- _Problem description_
Output the data word for word. Begin at its first line and end at the line with "for (i, env)".

- _Data supplied_
//! A batch of independent four-rooms instances behind flat host buffers.
//!
//! Instances never share state; each owns its map, pose and random stream.
//! With the `parallel` feature they are stepped on the rayon pool.

#[cfg(feature = "parallel")]
use rayon::prelude::*;
use tracing::info;

use crate::config::VecEnvConfig;
use crate::env::{FourRooms, Step};
use crate::error::EnvError;
use crate::log::{EpisodeLog, LogSummary};
use crate::observation::OBS_LEN;
use crate::prng::Prng;

#[derive(Debug)]
pub struct VecEnv {
    config: VecEnvConfig,
    envs: Vec<FourRooms>,
    observations: Vec<u8>,
    rewards: Vec<f32>,
    terminals: Vec<bool>,
}

impl VecEnv {
    pub fn new(config: VecEnvConfig) -> Result<Self, EnvError> {
        config.validate()?;
        let n = config.num_envs;
        let mut envs = Vec::with_capacity(n);
        for i in 0..n {
            let mut env = FourRooms::new(config.env.clone())?;
            env.set_rng(Prng::for_stream(config.seed, i as u64));
            envs.push(env);
        }
        info!(
            num_envs = n,
            size = config.env.size,
            see_through_walls = config.env.see_through_walls,
            "vectorized four-rooms ready"
        );

        let mut vec_env = Self {
            envs,
            observations: vec![0; n * OBS_LEN],
            rewards: vec![0.0; n],
            terminals: vec![false; n],
            config,
        };
        vec_env.reset(None);
        Ok(vec_env)
    }

    pub fn num_envs(&self) -> usize {
        self.envs.len()
    }

    pub fn config(&self) -> &VecEnvConfig {
        &self.config
    }

    /// Resets every instance. With `Some(seed)` each instance is first
    /// reseeded from its own stream of `seed`.
    pub fn reset(&mut self, seed: Option<u64>) -> &[u8] {
        for (i, env) in self.envs.iter_mut().enumerate() {
            if let Some(seed) = seed {
                env.set_rng(Prng::for_stream(seed, i as u64));
            }
            let obs = env.reset();
            obs.write_into(&mut self.observations[i * OBS_LEN..(i + 1) * OBS_LEN]);
        }
        self.rewards.fill(0.0);
        self.terminals.fill(false);
        &self.observations
    }

    /// Steps instance `i` with `actions[i]` and refreshes the host buffers.
    pub fn step(&mut self, actions: &[i32]) -> Result<(), EnvError> {
        if actions.len() != self.envs.len() {
            return Err(EnvError::ActionCount {
                expected: self.envs.len(),
                got: actions.len(),
            });
        }

        step_all(
            &mut self.envs,
            actions,
            &mut self.observations,
            &mut self.rewards,
            &mut self.terminals,
        );
        Ok(())
    }

    /// `num_envs × 147` bytes, instance-major.
    pub fn observations(&self) -> &[u8] {
        &self.observations
    }

    pub fn rewards(&self) -> &[f32] {
        &self.rewards
    }

    pub fn terminals(&self) -> &[bool] {
        &self.terminals
    }

    pub fn env(&self, i: usize) -> Option<&FourRooms> {
        self.envs.get(i)
    }

    /// Whether the host should report logs after its `tick`-th step.
    pub fn should_log(&self, tick: u64) -> bool {
        self.config.log_interval > 0 && tick % self.config.log_interval == 0
    }

    /// Drains every instance's episode log into one summary.
    ///
    /// Returns `None` when no episode finished since the previous call.
    pub fn log(&mut self) -> Option<LogSummary> {
        let mut total = EpisodeLog::new();
        for env in self.envs.iter_mut() {
            total.merge(&env.take_log());
        }
        total.summary()
    }

    /// Drops every instance. Safe to call more than once.
    pub fn close(&mut self) {
        for env in self.envs.drain(..) {
            env.close();
        }
        self.observations.clear();
        self.rewards.clear();
        self.terminals.clear();
    }

    pub fn is_closed(&self) -> bool {
        self.envs.is_empty()
    }
}

// Each instance writes its own slice of the host buffers; nothing is collected.
fn write_step(step: Step, obs: &mut [u8], reward: &mut f32, terminal: &mut bool) {
    step.observation.write_into(obs);
    *reward = step.reward;
    *terminal = step.terminal;
}

#[cfg(feature = "parallel")]
fn step_all(
    envs: &mut [FourRooms],
    actions: &[i32],
    observations: &mut [u8],
    rewards: &mut [f32],
    terminals: &mut [bool],
) {
    envs.par_iter_mut()
        .zip(actions.par_iter())
        .zip(observations.par_chunks_exact_mut(OBS_LEN))
        .zip(rewards.par_iter_mut())
        .zip(terminals.par_iter_mut())
        .for_each(|((((env, &a), obs), reward), terminal)| {
            write_step(env.step(a), obs, reward, terminal)
        });
}

#[cfg(not(feature = "parallel"))]
fn step_all(
    envs: &mut [FourRooms],
    actions: &[i32],
    observations: &mut [u8],
    rewards: &mut [f32],
    terminals: &mut [bool],
) {
    let slots = observations
        .chunks_exact_mut(OBS_LEN)
        .zip(rewards.iter_mut())
        .zip(terminals.iter_mut());
    for ((env, &a), ((obs, reward), terminal)) in envs.iter_mut().zip(actions).zip(slots) {
        write_step(env.step(a), obs, reward, terminal);
    }
}

#[cfg(test)]
mod tests {
    use super::*;
    use crate::config::EnvConfig;

    fn vec_env(n: usize, seed: u64) -> VecEnv {
        VecEnv::new(VecEnvConfig::default().with_num_envs(n).with_seed(seed)).unwrap()
    }

    #[test]
    fn buffers_are_sized_per_instance() {
        let v = vec_env(4, 1);
        assert_eq!(v.observations().len(), 4 * OBS_LEN);
        assert_eq!(v.rewards().len(), 4);
        assert_eq!(v.terminals().len(), 4);
    }

    #[test]
    fn instances_are_independent() {
        let v = vec_env(2, 1);
        let a = v.env(0).unwrap();
        let b = v.env(1).unwrap();
        assert!(a.map() != b.map() || a.agent_pos() != b.agent_pos() || a.goal_pos() != b.goal_pos());
    }

    #[test]
    fn wrong_action_count_is_rejected() {
        let mut v = vec_env(3, 1);
        assert_eq!(
            v.step(&[0, 1]),
            Err(EnvError::ActionCount {
                expected: 3,
                got: 2
            })
        );
    }

    #[test]
    fn reseeded_reset_is_reproducible() {
        let mut a = vec_env(3, 10);
        let mut b = vec_env(3, 99);
        let oa = a.reset(Some(5)).to_vec();
        let ob = b.reset(Some(5)).to_vec();
        assert_eq!(oa, ob);

        for t in 0..200 {
            let actions = [t % 3, (t + 1) % 3, (t + 2) % 3];
            a.step(&actions).unwrap();
            b.step(&actions).unwrap();
            assert_eq!(a.observations(), b.observations());
            assert_eq!(a.rewards(), b.rewards());
        }
    }

    #[test]
    fn log_drains_finished_episodes() {
        let cfg = VecEnvConfig::default()
            .with_num_envs(2)
            .with_env(EnvConfig::default().with_size(6));
        let mut v = VecEnv::new(cfg).unwrap();
        assert!(v.log().is_none());

        // 36 no-op steps time every instance out at least once.
        for _ in 0..36 {
            v.step(&[6, 6]).unwrap();
        }
        assert!(v.terminals().iter().all(|&t| t));
        let summary = v.log().unwrap();
        assert_eq!(summary.episodes, 2);
        assert_eq!(summary.perf, 0.0);
        assert_eq!(summary.episode_length, 36.0);
        assert!(v.log().is_none());
    }

    #[test]
    fn buffers_match_each_instance_after_a_step() {
        let mut v = vec_env(3, 4);
        // Turning in place can neither reach the goal nor time out.
        let actions = [0, 1, 0];
        v.step(&actions).unwrap();
        for i in 0..3 {
            let env = v.env(i).unwrap();
            assert_eq!(
                &v.observations()[i * OBS_LEN..(i + 1) * OBS_LEN],
                &env.observation().to_bytes()[..]
            );
            assert_eq!(v.rewards()[i], 0.0);
            assert!(!v.terminals()[i]);
        }
    }

    #[test]
    fn log_cadence() {
        let v = vec_env(1, 0);
        assert!(!v.should_log(1));
        assert!(v.should_log(128));
        assert!(v.should_log(256));
    }

    #[test]
    fn close_is_idempotent() {
        let mut v = vec_env(2, 0);
        v.close();
        assert!(v.is_closed());
        v.close();
        assert!(v.is_closed());
        assert_eq!(v.num_envs(), 0);
        assert!(v.observations().is_empty());
    }
}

- _Response to this task_
//! A batch of independent four-rooms instances behind flat host buffers.
//!
//! Instances never share state; each owns its map, pose and random stream.
//! With the `parallel` feature they are stepped on the rayon pool.

#[cfg(feature = "parallel")]
use rayon::prelude::*;
use tracing::info;

use crate::config::VecEnvConfig;
use crate::env::{FourRooms, Step};
use crate::error::EnvError;
use crate::log::{EpisodeLog, LogSummary};
use crate::observation::OBS_LEN;
use crate::prng::Prng;

#[derive(Debug)]
pub struct VecEnv {
    config: VecEnvConfig,
    envs: Vec<FourRooms>,
    observations: Vec<u8>,
    rewards: Vec<f32>,
    terminals: Vec<bool>,
}

impl VecEnv {
    pub fn new(config: VecEnvConfig) -> Result<Self, EnvError> {
        config.validate()?;
        let n = config.num_envs;
        let mut envs = Vec::with_capacity(n);
        for i in 0..n {
            let mut env = FourRooms::new(config.env.clone())?;
            env.set_rng(Prng::for_stream(config.seed, i as u64));
            envs.push(env);
        }
        info!(
            num_envs = n,
            size = config.env.size,
            see_through_walls = config.env.see_through_walls,
            "vectorized four-rooms ready"
        );

        let mut vec_env = Self {
            envs,
            observations: vec![0; n * OBS_LEN],
            rewards: vec![0.0; n],
            terminals: vec![false; n],
            config,
        };
        vec_env.reset(None);
        Ok(vec_env)
    }

    pub fn num_envs(&self) -> usize {
        self.envs.len()
    }

    pub fn config(&self) -> &VecEnvConfig {
        &self.config
    }

    /// Resets every instance. With `Some(seed)` each instance is first
    /// reseeded from its own stream of `seed`.
    pub fn reset(&mut self, seed: Option<u64>) -> &[u8] {
        for (i, env) in self.envs.iter_mut().enumerate() {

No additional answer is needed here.